#### WORK TO BE COMPLETED:
Nothing outside the range below should be printed. Output exactly the lines from the line with "other: &CanonicalSeries) ->" to the line with "let mut points: Vec<CanonicalPoint>", both included.

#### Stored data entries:
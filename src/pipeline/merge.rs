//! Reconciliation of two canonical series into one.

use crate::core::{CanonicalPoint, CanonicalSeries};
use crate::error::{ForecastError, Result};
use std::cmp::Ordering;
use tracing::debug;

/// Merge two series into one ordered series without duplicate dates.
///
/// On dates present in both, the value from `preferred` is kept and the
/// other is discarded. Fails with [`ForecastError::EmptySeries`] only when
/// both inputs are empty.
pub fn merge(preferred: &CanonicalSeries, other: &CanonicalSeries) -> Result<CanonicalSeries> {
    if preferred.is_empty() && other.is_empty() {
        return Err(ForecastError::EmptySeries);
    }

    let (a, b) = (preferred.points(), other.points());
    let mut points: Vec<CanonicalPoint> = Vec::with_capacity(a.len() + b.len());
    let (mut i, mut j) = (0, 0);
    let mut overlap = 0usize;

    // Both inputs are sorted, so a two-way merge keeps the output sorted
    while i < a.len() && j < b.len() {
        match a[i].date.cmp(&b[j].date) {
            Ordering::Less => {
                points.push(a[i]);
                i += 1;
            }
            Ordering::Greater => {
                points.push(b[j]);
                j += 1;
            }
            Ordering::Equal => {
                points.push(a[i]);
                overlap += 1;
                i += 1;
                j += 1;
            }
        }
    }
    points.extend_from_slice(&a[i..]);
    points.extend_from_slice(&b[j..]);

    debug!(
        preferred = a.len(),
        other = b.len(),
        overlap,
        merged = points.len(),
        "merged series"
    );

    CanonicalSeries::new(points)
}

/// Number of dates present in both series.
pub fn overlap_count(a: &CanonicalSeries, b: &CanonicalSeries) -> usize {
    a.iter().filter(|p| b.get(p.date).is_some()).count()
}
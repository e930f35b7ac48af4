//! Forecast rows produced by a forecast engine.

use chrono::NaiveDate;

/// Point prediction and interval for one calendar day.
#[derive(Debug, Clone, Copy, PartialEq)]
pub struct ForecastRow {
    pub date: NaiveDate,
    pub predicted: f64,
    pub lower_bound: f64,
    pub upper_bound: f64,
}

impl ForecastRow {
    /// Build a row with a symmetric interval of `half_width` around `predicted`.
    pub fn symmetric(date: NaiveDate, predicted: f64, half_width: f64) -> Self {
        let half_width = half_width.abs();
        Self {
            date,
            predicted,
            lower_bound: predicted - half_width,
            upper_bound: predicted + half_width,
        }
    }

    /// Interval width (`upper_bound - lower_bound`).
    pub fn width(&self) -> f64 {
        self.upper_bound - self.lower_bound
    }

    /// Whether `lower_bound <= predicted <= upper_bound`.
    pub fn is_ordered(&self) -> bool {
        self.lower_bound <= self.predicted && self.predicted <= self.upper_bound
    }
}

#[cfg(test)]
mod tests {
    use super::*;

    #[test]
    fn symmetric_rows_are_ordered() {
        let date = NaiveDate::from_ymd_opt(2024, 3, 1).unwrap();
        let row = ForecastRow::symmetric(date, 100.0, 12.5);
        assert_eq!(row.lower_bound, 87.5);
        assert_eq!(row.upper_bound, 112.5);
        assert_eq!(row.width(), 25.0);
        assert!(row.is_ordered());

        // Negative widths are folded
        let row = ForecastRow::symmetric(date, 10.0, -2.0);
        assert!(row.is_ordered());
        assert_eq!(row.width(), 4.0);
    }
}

==

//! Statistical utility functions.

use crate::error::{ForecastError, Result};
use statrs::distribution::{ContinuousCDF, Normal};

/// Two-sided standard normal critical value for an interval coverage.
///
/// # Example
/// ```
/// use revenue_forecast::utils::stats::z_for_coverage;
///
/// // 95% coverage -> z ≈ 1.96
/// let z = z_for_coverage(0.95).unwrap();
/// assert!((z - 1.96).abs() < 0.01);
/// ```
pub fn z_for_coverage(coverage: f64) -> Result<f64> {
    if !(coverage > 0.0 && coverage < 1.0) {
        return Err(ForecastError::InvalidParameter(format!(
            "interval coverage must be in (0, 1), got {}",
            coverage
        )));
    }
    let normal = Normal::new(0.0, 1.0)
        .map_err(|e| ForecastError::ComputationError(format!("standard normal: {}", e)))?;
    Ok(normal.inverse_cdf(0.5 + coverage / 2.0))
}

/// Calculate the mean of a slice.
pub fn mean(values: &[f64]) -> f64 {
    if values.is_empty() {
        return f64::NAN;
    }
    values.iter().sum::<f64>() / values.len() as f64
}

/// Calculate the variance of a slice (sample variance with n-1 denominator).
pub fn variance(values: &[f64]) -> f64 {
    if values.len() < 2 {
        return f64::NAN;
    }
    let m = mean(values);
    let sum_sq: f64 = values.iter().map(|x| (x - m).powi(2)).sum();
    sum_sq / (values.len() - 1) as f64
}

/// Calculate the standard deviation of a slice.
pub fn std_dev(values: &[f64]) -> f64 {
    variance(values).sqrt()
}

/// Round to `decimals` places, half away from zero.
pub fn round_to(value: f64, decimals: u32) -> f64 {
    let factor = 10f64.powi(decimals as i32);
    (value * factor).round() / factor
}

...

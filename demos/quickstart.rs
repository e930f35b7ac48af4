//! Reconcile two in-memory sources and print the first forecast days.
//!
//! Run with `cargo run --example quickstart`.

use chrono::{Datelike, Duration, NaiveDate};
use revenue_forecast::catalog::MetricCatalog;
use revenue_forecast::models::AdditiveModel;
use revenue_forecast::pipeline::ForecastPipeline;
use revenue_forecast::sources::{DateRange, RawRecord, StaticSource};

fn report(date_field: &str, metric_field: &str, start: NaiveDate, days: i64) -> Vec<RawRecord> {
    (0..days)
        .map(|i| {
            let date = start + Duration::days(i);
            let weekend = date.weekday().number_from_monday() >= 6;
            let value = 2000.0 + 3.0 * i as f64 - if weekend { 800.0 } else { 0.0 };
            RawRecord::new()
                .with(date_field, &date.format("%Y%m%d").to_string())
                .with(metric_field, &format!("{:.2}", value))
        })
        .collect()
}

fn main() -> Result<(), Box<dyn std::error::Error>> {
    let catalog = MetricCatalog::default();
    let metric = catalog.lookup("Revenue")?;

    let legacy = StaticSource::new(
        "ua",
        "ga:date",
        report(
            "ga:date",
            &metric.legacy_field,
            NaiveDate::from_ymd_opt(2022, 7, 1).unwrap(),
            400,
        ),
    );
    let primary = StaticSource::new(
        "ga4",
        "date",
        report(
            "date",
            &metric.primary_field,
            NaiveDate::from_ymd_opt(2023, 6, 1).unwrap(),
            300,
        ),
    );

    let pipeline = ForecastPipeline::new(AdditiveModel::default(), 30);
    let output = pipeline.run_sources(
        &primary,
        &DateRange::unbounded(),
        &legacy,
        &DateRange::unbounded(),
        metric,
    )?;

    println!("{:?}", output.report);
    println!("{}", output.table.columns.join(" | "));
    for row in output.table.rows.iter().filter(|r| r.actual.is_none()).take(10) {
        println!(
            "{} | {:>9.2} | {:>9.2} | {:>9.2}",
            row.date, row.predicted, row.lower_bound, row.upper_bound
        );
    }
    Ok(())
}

#### RESPONSE TO THE TASK:
pub fn merge(preferred: &CanonicalSeries, other: &CanonicalSeries) -> Result<CanonicalSeries> {
    if preferred.is_empty() && other.is_empty() {
        return Err(ForecastError::EmptySeries);
    }

    let (a, b) = (preferred.points(), other.points());
    let mut points: Vec<CanonicalPoint> = Vec::with_capacity(a.len() + b.len());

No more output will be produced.